Fig
2.1. A table of the amino acid codes and their properties,
accompanied by a widely used colour scheme. |
Similarity
Scoring Matrices
In the previous Chapter, you dealt
with an exact matching method, where each amino acid self-match is considered
equally. However, as the table above illustrates, amino acids can be grouped
together in different classes, based on their physico-chemical properties. Such
amino acid classes can be said to contain "similar" amino acids. Analysis
of mutation statistics in protein families allows one to quantify the likelihood
of interchangeability between different amino acids in a protein. As expected,
amino acids that are physicochemically similar are often more interchangeable
than ones that are not. Different scoring matrices have been devised to describe,
quantitatively, the "similarity" of each amino acid with respect to
all the others. Examples of such matrices include the PAM and BLOSUM series.
Such matrices may be used to help alignment/searching algorithms score the overall
similarity between two (or more) stretches of sequence.
Fig 2.2 below depicts
the log odds form of the mutation data matrix for PAM250s.

Fig
2.2. Log odds form of the mutation data matrix for PAM250s. |
Heuristic algorithms
Due
to the large amount of information stored in databases, searching for the optimal
alignment between a query sequence and target sequences in a database can take
a lot of time. As a result, heuristic algorithms have been developed. Heuristic
algorithms find a result quite close to the best match in a much shorter period
of time, by "ignoring" or "suppressing" some, normally unlikely,
possibilities.
For
example, rather than doing a complete sequence alignment, BLAST2 narrows down
its search for similar regions in two sequences by focusing on high-scoring
"words" (see Fig 2.3), and then extending out from these. It uses
a more stringent threshold to find the high-scoring words, and then extends
out with a less stringent one.
It
being heuristic does not mean that it won't find the best match, but
can only be verified with another
more powerful non-heuristic method.
The two most widely used algorithms are FASTA
and BLAST.

Fig
2.3. Schematic representation of how BLAST works. |
Dynamic
algorithms
This type of algorithm
solves a problem by combining solutions to sub-problems that are computed once
and saved in a matrix. An optimal final solution is then built by combining
the best sub-solutions. Matches in the alignments are scored in an additive
fashion (i.e., the score from the previous residue is added to the
score of the current match), according to the substitution matrix used.
The two most common dynamic
programming approaches are local (Smith-Waterman) and global alignment (Needleman-Wunch).
These differ in the way in which gaps are scored: with the local Smith-Waterman,
all gaps are scored as zero; in the global Needleman-Wunch, gaps are penalised
cumulatively.
Dynamic algorithms tend
to be slower but more accurate than heuristic ones (especially slower in multiple
alignments).
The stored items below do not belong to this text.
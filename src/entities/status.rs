//! Status entity - A named availability state with bilingual descriptions.
//!
//! Every nightline points at exactly one status. Each status carries a German and an
//! English description, in a "scheduled" variant and a "currently happening" variant.

use sea_orm::entity::prelude::*;
use serde::{Deserialize, Serialize};

/// Status database model
#[derive(Clone, Debug, PartialEq, Eq, DeriveEntityModel, Serialize, Deserialize)]
#[sea_orm(table_name = "statuses")]
pub struct Model {
    /// Unique identifier for the status
    #[sea_orm(primary_key)]
    pub id: i32,
    /// Unique machine name (e.g., "german", "technical-issues")
    #[sea_orm(unique)]
    pub name: String,
    /// German description for a scheduled shift
    pub description_de: String,
    /// English description for a scheduled shift
    pub description_en: String,
    /// German description while the shift is live
    pub description_now_de: String,
    /// English description while the shift is live
    pub description_now_en: String,
}

/// Defines relationships between Status and other entities
#[derive(Copy, Clone, Debug, EnumIter, DeriveRelation)]
pub enum Relation {
    /// Nightlines currently pointing at this status
    #[sea_orm(has_many = "super::nightline::Entity")]
    Nightlines,
    /// Per-nightline configuration rows for this status
    #[sea_orm(has_many = "super::nightline_status::Entity")]
    NightlineStatuses,
}

impl Related<super::nightline::Entity> for Entity {
    fn to() -> RelationDef {
        Relation::Nightlines.def()
    }
}

impl Related<super::nightline_status::Entity> for Entity {
    fn to() -> RelationDef {
        Relation::NightlineStatuses.def()
    }
}

impl ActiveModelBehavior for ActiveModel {}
Illustrations of such algorithms can be found here
and here
(the latter focuses on the difference between local and global alignment). NOTE:
these require a current version of a Java-enabled browser.
By contrast with keyword searching
and identical sequence matching (as performed in the previous Chapter), it is
also possible to search for sequence similarities. Similarity search algorithms
are usually classified as global or local. Global algorithms optimise the full
alignment of 2 sequences, which may include large dissimilar regions. Local similarity
algorithms focus on conserved subsequences, a single comparison often yielding
several alignments (dissimilar regions do not contribute to the similarity measure).
Local similarity tools, such as BLAST, are usually preferred for database searches,
where for example cDNAs may be compared with partially sequenced genes, or where
distantly-related proteins may share only isolated regions of similarity (e.g.,
in the vicinity of an active site). Interpretation of results is straightforward,
requiring one to identify high-scoring sequences, or groups of sequences, with
low probabilities that such matches may have arisen by chance. This probability
function is called the E-value (expect value) and its statistical importance is
illustrated in Fig 2.4. For a more thorough explanation of the statistics used
by BLAST, please refer to the NCBI
BLAST tutorial pages.

Fig
2.4. Statistical importance of the E-value in similarity searching. |
A recent, hybrid approach, combining
elements of both pairwise and multiple sequence alignment methods is Position-Specific
Iterated (PSI)-BLAST. Although motif-based methods are recognised as being highly
sensitive and selective, their main drawback is that the derivation of diagnostic
family signatures is time-consuming. The innovation of PSI-BLAST is that, following
an initial database search, it allows automatic creation of position-specific
profiles from groups of results that match a query above a defined threshold,
as illustrated in Fig 2.5. Running the program several times can further refine
the profile and increase search sensitivity.

Fig
2.5. Outline of the Position Specific Iterated BLAST algorithm. |
As with other iterative
methods, however, PSI-BLAST is not infallible and can have disadvantages. For
example, unless low-complexity segments are masked, automated iterative searches
tend to degenerate to compositionally biased sequences (such as collagen, etc.),
leading to profile dilution. Once a false sequence has crept into a profile,
the search will thereafter be biased to accept many more unrelated sequences.
It is therefore vital to validate relationships inferred from unsupervised iterative
profile searches to eliminate erroneous matches.
|